(Data entries)
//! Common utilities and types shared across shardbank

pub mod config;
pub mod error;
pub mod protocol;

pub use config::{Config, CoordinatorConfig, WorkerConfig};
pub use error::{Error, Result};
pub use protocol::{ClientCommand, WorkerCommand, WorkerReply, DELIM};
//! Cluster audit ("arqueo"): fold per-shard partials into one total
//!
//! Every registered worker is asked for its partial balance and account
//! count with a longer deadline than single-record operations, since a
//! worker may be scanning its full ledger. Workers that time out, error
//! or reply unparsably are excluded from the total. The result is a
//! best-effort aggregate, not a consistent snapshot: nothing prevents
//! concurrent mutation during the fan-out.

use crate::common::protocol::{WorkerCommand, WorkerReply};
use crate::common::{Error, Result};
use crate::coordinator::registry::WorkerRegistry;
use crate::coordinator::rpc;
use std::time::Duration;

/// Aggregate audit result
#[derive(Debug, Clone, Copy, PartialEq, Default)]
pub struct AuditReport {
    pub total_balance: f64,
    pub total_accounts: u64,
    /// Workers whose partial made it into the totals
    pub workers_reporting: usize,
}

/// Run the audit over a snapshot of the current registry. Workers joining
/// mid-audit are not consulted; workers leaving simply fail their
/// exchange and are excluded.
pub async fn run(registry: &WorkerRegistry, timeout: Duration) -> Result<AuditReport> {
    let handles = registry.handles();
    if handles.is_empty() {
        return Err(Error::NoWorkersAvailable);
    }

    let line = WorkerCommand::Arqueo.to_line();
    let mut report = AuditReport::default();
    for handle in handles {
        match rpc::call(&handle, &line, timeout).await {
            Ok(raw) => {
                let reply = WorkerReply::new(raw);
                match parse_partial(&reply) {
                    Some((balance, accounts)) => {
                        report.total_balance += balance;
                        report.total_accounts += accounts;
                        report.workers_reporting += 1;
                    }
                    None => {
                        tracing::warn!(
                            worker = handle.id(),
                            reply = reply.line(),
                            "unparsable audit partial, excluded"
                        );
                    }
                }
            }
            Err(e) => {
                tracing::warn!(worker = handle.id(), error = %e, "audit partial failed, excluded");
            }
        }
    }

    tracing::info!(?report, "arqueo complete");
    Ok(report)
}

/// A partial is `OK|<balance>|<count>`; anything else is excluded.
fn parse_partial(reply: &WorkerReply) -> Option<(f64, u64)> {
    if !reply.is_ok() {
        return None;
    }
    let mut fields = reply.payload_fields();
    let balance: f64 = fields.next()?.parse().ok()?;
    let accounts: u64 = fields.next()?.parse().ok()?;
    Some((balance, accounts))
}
* * *
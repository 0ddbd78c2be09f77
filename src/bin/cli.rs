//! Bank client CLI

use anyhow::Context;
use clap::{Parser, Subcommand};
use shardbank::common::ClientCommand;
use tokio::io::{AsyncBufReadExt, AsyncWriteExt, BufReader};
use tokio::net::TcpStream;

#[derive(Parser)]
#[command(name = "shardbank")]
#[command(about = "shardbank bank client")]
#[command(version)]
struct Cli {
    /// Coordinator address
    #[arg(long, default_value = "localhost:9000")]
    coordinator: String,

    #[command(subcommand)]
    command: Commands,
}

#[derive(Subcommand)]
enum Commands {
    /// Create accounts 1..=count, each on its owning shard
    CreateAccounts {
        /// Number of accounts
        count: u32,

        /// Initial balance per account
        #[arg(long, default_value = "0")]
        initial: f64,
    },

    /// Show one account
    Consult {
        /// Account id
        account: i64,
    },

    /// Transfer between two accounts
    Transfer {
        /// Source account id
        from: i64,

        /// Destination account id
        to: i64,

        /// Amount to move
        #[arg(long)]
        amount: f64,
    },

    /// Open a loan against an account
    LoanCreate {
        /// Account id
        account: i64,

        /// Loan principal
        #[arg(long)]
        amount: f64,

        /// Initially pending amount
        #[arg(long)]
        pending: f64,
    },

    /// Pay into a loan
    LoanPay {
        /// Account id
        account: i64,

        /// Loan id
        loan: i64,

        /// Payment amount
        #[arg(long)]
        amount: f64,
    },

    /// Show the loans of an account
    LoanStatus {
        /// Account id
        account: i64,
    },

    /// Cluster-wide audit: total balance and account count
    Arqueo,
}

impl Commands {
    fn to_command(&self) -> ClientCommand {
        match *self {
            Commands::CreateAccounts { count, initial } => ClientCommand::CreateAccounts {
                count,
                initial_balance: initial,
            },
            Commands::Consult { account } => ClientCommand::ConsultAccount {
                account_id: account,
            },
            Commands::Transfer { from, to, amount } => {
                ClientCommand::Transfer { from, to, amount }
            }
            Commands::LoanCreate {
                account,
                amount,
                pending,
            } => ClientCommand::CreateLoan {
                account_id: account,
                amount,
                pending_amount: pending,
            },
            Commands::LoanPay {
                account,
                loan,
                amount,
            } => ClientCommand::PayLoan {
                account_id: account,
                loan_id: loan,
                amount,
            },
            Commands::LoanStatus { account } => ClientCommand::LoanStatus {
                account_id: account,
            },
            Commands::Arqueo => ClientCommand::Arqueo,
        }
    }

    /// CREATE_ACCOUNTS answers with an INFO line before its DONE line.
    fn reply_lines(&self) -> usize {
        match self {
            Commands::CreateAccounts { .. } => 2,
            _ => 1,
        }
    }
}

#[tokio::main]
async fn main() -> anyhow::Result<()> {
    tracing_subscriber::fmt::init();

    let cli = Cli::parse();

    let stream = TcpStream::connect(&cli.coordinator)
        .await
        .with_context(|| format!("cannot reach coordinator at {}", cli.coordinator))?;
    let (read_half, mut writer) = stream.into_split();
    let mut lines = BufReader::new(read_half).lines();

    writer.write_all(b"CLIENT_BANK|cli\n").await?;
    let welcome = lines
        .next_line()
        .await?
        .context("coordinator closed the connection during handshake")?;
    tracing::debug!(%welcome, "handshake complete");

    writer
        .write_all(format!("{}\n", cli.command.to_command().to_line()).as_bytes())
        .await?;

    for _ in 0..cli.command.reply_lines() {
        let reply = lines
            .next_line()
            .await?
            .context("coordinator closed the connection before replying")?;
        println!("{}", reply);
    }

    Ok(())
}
...
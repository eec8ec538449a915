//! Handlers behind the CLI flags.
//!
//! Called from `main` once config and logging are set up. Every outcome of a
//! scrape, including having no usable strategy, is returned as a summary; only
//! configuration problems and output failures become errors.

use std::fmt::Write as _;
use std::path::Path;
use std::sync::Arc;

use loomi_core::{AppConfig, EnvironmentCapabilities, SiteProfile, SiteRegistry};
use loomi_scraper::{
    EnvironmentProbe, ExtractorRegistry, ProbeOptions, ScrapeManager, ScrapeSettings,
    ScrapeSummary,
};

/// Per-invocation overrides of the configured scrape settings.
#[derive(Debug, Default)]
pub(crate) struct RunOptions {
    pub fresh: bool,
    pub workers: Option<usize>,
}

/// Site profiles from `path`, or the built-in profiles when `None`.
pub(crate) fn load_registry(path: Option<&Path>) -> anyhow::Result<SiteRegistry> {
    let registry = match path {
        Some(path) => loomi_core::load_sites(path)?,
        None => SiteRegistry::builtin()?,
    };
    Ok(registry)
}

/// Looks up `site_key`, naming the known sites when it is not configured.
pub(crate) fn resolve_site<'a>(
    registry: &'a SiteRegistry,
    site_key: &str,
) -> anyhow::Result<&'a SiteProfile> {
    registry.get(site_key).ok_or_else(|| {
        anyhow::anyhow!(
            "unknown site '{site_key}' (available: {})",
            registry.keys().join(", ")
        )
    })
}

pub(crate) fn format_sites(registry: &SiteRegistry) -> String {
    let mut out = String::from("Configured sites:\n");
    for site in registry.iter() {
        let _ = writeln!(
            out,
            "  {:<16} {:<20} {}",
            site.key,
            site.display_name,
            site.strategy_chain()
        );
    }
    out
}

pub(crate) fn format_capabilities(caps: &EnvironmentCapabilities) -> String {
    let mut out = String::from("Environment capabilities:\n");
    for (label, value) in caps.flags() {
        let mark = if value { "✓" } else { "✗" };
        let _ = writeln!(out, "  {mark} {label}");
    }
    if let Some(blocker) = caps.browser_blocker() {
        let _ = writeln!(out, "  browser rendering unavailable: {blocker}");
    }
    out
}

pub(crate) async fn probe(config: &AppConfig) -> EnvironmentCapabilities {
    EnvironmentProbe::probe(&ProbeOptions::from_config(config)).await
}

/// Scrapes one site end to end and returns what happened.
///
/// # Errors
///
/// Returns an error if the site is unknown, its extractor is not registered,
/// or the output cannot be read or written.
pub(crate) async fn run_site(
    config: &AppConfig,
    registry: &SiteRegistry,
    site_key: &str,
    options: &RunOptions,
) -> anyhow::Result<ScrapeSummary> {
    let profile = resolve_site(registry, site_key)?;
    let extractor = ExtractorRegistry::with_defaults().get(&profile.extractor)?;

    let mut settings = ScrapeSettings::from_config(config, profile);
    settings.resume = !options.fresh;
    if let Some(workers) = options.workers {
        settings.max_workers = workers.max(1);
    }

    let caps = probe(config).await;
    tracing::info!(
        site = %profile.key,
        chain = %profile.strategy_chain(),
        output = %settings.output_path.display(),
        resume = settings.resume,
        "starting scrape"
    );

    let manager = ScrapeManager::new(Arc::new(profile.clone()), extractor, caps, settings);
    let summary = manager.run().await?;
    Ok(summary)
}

▸ **Problem details**: Look above for the line with "repository eec8ec538449a915"; retype exactly that line, every line after it up to the line with "a summary; only", and that line too, nothing else.

▸ **Answer below**:
repository eec8ec538449a915
//! Handlers behind the CLI flags.
//!
//! Called from `main` once config and logging are set up. Every outcome of a
//! scrape, including having no usable strategy, is returned as a summary; only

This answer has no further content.